Synthesis and biological research of new imidazolone-sulphonamide-pyrimidine hybrids as potential EGFR-TK inhibitors and apoptosis-inducing agents

Abstract

Development of new effective EGFR-targeted antitumor agents is needed because of their clinical significance. A new series of imidazolone-sulphonamide-pyrimidine hybrids was designed and synthesized as modified analogs of some reported EGFR inhibitors.
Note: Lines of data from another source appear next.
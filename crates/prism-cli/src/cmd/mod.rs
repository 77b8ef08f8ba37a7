pub mod backup;
pub mod edit;
pub mod init;
pub mod nav;
pub mod show;
pub mod structure;
pub mod timer;

use anyhow::Context;
use prism_core::{Project, Store, TaskPath};
use std::path::Path;

/// A loaded project plus the store it came from. Commands load once, apply
/// one core operation and save.
pub struct Session {
    pub store: Store,
    pub project: Project,
}

impl Session {
    pub fn open(root: &Path) -> anyhow::Result<Self> {
        let store = Store::open(root)
            .with_context(|| format!("no prism project at {}", root.display()))?;
        for warning in store.config().validate() {
            tracing::warn!("config: {warning}");
        }
        let loaded = store.load().context("failed to load project state")?;
        if let Some(warning) = &loaded.warning {
            eprintln!("warning: {warning}");
        }
        Ok(Self {
            store,
            project: loaded.project,
        })
    }

    pub fn save(&mut self) -> anyhow::Result<()> {
        self.store
            .save(&mut self.project)
            .context("failed to save project state")
    }

    /// Resolve a user-supplied path. `.` is the cursor, `..` its parent, and
    /// `./x` or `../x` are relative to the cursor. `/` is the project root.
    /// Anything else is taken from the root.
    pub fn resolve(&self, raw: &str) -> anyhow::Result<TaskPath> {
        resolve_against(self.project.cursor().path(), raw)
    }
}

fn resolve_against(cursor: &TaskPath, raw: &str) -> anyhow::Result<TaskPath> {
    let raw = raw.trim();
    let (mut base, rest) = if raw == "." || raw == ".." {
        (cursor.clone(), raw)
    } else if let Some(rest) = raw.strip_prefix("./") {
        (cursor.clone(), rest)
    } else if raw.starts_with("../") {
        (cursor.clone(), raw)
    } else {
        return TaskPath::parse(raw).with_context(|| format!("invalid path '{raw}'"));
    };
    for segment in rest.split('/').filter(|s| !s.is_empty()) {
        base = match segment {
            "." => base,
            ".." => base
                .parent()
                .with_context(|| format!("'{raw}' climbs above the project root"))?,
            id => TaskPath::from_segments(base.segments().iter().cloned().chain([id.to_string()]))
                .with_context(|| format!("invalid path '{raw}'"))?,
        };
    }
    Ok(base)
}
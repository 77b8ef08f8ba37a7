//! Rotating backups of the state file.
//!
//! Backups live in `.prsm/backups/` as
//! `state.<seq>.<UTC timestamp>[.<name>].yaml`. The sequence number grows
//! monotonically and orders backups by recency; the timestamp is informational.

use crate::error::{PrismError, Result};
use crate::{io, paths};
use chrono::{DateTime, NaiveDateTime, Utc};
use regex::Regex;
use serde::Serialize;
use std::path::{Path, PathBuf};
use std::sync::OnceLock;

const TIMESTAMP_FORMAT: &str = "%Y%m%dT%H%M%SZ";

#[derive(Debug, Clone, PartialEq, Eq, Serialize)]
pub struct BackupInfo {
    /// File name without the `.yaml` extension.
    pub id: String,
    pub seq: u64,
    pub created_at: DateTime<Utc>,
    #[serde(skip_serializing_if = "Option::is_none")]
    pub name: Option<String>,
    pub path: PathBuf,
    pub size: u64,
}

static NAME_RE: OnceLock<Regex> = OnceLock::new();

fn name_re() -> &'static Regex {
    NAME_RE.get_or_init(|| Regex::new(r"^[A-Za-z0-9][A-Za-z0-9_-]{0,39}$").unwrap())
}

pub fn validate_name(name: &str) -> Result<()> {
    if !name_re().is_match(name) {
        return Err(PrismError::Validation(format!(
            "invalid backup name '{name}': use up to 40 letters, digits, '_' or '-'"
        )));
    }
    Ok(())
}

/// Copy `source` into a new backup slot.
pub fn create(root: &Path, source: &Path, name: Option<&str>) -> Result<BackupInfo> {
    if let Some(name) = name {
        validate_name(name)?;
    }
    let data = std::fs::read(source)?;
    let seq = list(root)?.first().map_or(1, |b| b.seq + 1);
    let created_at = Utc::now();
    let id = match name {
        Some(name) => format!(
            "{}.{seq:06}.{}.{name}",
            paths::STATE_STEM,
            created_at.format(TIMESTAMP_FORMAT)
        ),
        None => format!(
            "{}.{seq:06}.{}",
            paths::STATE_STEM,
            created_at.format(TIMESTAMP_FORMAT)
        ),
    };
    let path = paths::backup_path(root, &format!("{id}.yaml"));
    io::atomic_write(&path, &data)?;
    tracing::debug!(backup = %id, "created backup");
    parse_file_name(&path, data.len() as u64)
        .ok_or_else(|| PrismError::validation(format!("could not name backup '{id}'")))
}

/// All backups, newest first.
pub fn list(root: &Path) -> Result<Vec<BackupInfo>> {
    let dir = paths::backups_dir(root);
    if !dir.exists() {
        return Ok(Vec::new());
    }
    let mut out = Vec::new();
    for entry in std::fs::read_dir(&dir)? {
        let entry = entry?;
        if !entry.file_type()?.is_file() {
            continue;
        }
        let size = entry.metadata()?.len();
        if let Some(info) = parse_file_name(&entry.path(), size) {
            out.push(info);
        }
    }
    out.sort_by(|a, b| b.seq.cmp(&a.seq));
    Ok(out)
}

/// Keep the newest `keep` backups and delete the rest. Returns the evicted
/// backups.
pub fn rotate(root: &Path, keep: usize) -> Result<Vec<BackupInfo>> {
    let all = list(root)?;
    let evicted: Vec<BackupInfo> = all.into_iter().skip(keep).collect();
    for backup in &evicted {
        std::fs::remove_file(&backup.path)?;
        tracing::debug!(backup = %backup.id, "evicted backup");
    }
    Ok(evicted)
}

/// Resolve a backup by full id, file name, sequence number or name. A name
/// shared by several backups resolves to the newest.
pub fn find(root: &Path, key: &str) -> Result<BackupInfo> {
    let key = key.trim();
    let key = key.strip_suffix(".yaml").unwrap_or(key);
    let seq: Option<u64> = key.parse().ok();
    list(root)?
        .into_iter()
        .find(|b| b.id == key || Some(b.seq) == seq || b.name.as_deref() == Some(key))
        .ok_or_else(|| PrismError::NotFound(format!("backup '{key}'")))
}

fn parse_file_name(path: &Path, size: u64) -> Option<BackupInfo> {
    let file_name = path.file_name()?.to_str()?;
    let id = file_name.strip_suffix(".yaml")?;
    let mut parts = id.split('.');
    if parts.next()? != paths::STATE_STEM {
        return None;
    }
    let seq = parts.next()?.parse().ok()?;
    let stamp = NaiveDateTime::parse_from_str(parts.next()?, TIMESTAMP_FORMAT).ok()?;
    let name = parts.next().map(str::to_string);
    if parts.next().is_some() {
        return None;
    }
    Some(BackupInfo {
        id: id.to_string(),
        seq,
        created_at: stamp.and_utc(),
        name,
        path: path.to_path_buf(),
        size,
    })
}

#[cfg(test)]
mod tests {
    use super::*;
    use tempfile::TempDir;

    fn setup() -> (TempDir, PathBuf) {
        let dir = TempDir::new().unwrap();
        let state = paths::state_path(dir.path());
        std::fs::create_dir_all(state.parent().unwrap()).unwrap();
        std::fs::write(&state, b"schema_version: 2\n").unwrap();
        (dir, state)
    }

    #[test]
    fn create_numbers_backups() {
        let (dir, state) = setup();
        let a = create(dir.path(), &state, None).unwrap();
        let b = create(dir.path(), &state, Some("before-refactor")).unwrap();
        assert_eq!(a.seq, 1);
        assert_eq!(b.seq, 2);
        assert_eq!(b.name.as_deref(), Some("before-refactor"));
        assert!(b.id.starts_with("state.000002."));
        assert_eq!(
            std::fs::read(&b.path).unwrap(),
            std::fs::read(&state).unwrap()
        );
    }

    #[test]
    fn list_is_newest_first() {
        let (dir, state) = setup();
        for _ in 0..3 {
            create(dir.path(), &state, None).unwrap();
        }
        let seqs: Vec<u64> = list(dir.path()).unwrap().iter().map(|b| b.seq).collect();
        assert_eq!(seqs, vec![3, 2, 1]);
    }

    #[test]
    fn rotate_evicts_oldest() {
        let (dir, state) = setup();
        for _ in 0..5 {
            create(dir.path(), &state, None).unwrap();
        }
        let evicted = rotate(dir.path(), 2).unwrap();
        assert_eq!(evicted.len(), 3);
        let left: Vec<u64> = list(dir.path()).unwrap().iter().map(|b| b.seq).collect();
        assert_eq!(left, vec![5, 4]);
        // numbering continues after eviction
        assert_eq!(create(dir.path(), &state, None).unwrap().seq, 6);
    }

    #[test]
    fn find_by_seq_name_or_id() {
        let (dir, state) = setup();
        let first = create(dir.path(), &state, Some("nightly")).unwrap();
        let second = create(dir.path(), &state, None).unwrap();
        assert_eq!(find(dir.path(), "2").unwrap(), second);
        assert_eq!(find(dir.path(), "nightly").unwrap(), first);
        assert_eq!(find(dir.path(), &first.id).unwrap(), first);
        assert_eq!(
            find(dir.path(), &format!("{}.yaml", second.id)).unwrap(),
            second
        );
        assert!(matches!(
            find(dir.path(), "missing"),
            Err(PrismError::NotFound(_))
        ));
    }

    #[test]
    fn bad_names_and_foreign_files() {
        let (dir, state) = setup();
        assert!(create(dir.path(), &state, Some("has.dot")).is_err());
        std::fs::create_dir_all(paths::backups_dir(dir.path())).unwrap();
        std::fs::write(paths::backup_path(dir.path(), "notes.txt"), b"x").unwrap();
        assert!(list(dir.path()).unwrap().is_empty());
    }
}
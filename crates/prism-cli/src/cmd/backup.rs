use crate::output::{print_json, print_table};
use anyhow::Context;
use clap::Subcommand;
use prism_core::Store;
use std::path::Path;

#[derive(Subcommand)]
pub enum BackupSubcommand {
    /// Snapshot the current state
    Create {
        /// Optional label, e.g. before-refactor
        #[arg(long)]
        name: Option<String>,
    },
    /// List backups, newest first
    List,
    /// Replace the state with a backup (by sequence number, name or id)
    Restore { id: String },
}

pub fn run(root: &Path, subcmd: BackupSubcommand, json: bool) -> anyhow::Result<()> {
    let store =
        Store::open(root).with_context(|| format!("no prism project at {}", root.display()))?;
    match subcmd {
        BackupSubcommand::Create { name } => create(&store, name.as_deref(), json),
        BackupSubcommand::List => list(&store, json),
        BackupSubcommand::Restore { id } => restore(&store, &id, json),
    }
}

fn create(store: &Store, name: Option<&str>, json: bool) -> anyhow::Result<()> {
    let info = store.backup(name).context("failed to create backup")?;
    if json {
        print_json(&info)?;
    } else {
        println!("Created backup {}", info.id);
    }
    Ok(())
}

fn list(store: &Store, json: bool) -> anyhow::Result<()> {
    let backups = store.backups()?;
    if json {
        print_json(&backups)?;
        return Ok(());
    }
    if backups.is_empty() {
        println!("No backups.");
        return Ok(());
    }
    let rows = backups
        .iter()
        .map(|b| {
            vec![
                b.seq.to_string(),
                b.created_at.format("%Y-%m-%d %H:%M:%S").to_string(),
                b.name.clone().unwrap_or_default(),
                b.size.to_string(),
            ]
        })
        .collect();
    print_table(&["SEQ", "CREATED (UTC)", "NAME", "BYTES"], rows);
    Ok(())
}

fn restore(store: &Store, id: &str, json: bool) -> anyhow::Result<()> {
    let outcome = store
        .restore(id)
        .with_context(|| format!("failed to restore backup '{id}'"))?;
    if json {
        print_json(&serde_json::json!({
            "restored": outcome.restored,
            "safety": outcome.safety,
        }))?;
    } else {
        println!("Restored {}", outcome.restored.id);
        if let Some(safety) = &outcome.safety {
            println!("Previous state saved as {}", safety.id);
        }
    }
    Ok(())
}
The cytotoxic activity of all the synthesized hybrids was investigated against the breast MCF-7 cancerous cell line using doxorubicin (Dox) as a positive control. 4-(Furan-2-ylmethylene)imidazolone-sulphonamide-pyrimidine 6b had the best potent activity against MCF-7 cells with IC50 result of 1.05 μM, which was better than Dox (IC50 = 1.91 μM). In addition, mechanistic studies revealed the ability of compounds 5g, 5h and 6b to inhibit EGFR kinase. Cell cycle analysis revealed that compound 6b can halt MCF-7 cells at the G1 phase with a concomitant decrease in cellular percentage at the S and G2/M phases. This compound produced a noticeable rise in the proportion of apoptotic cells with regard to the untreated control. Furthermore, the effects of hybrid 6b on the expression levels of pro-apoptotic Bax and pro-survival Bcl2 were assessed. The results showed that this compound upregulated the level of Bax expression as well as declined the expression value of Bcl-2 with regard to the untreated control.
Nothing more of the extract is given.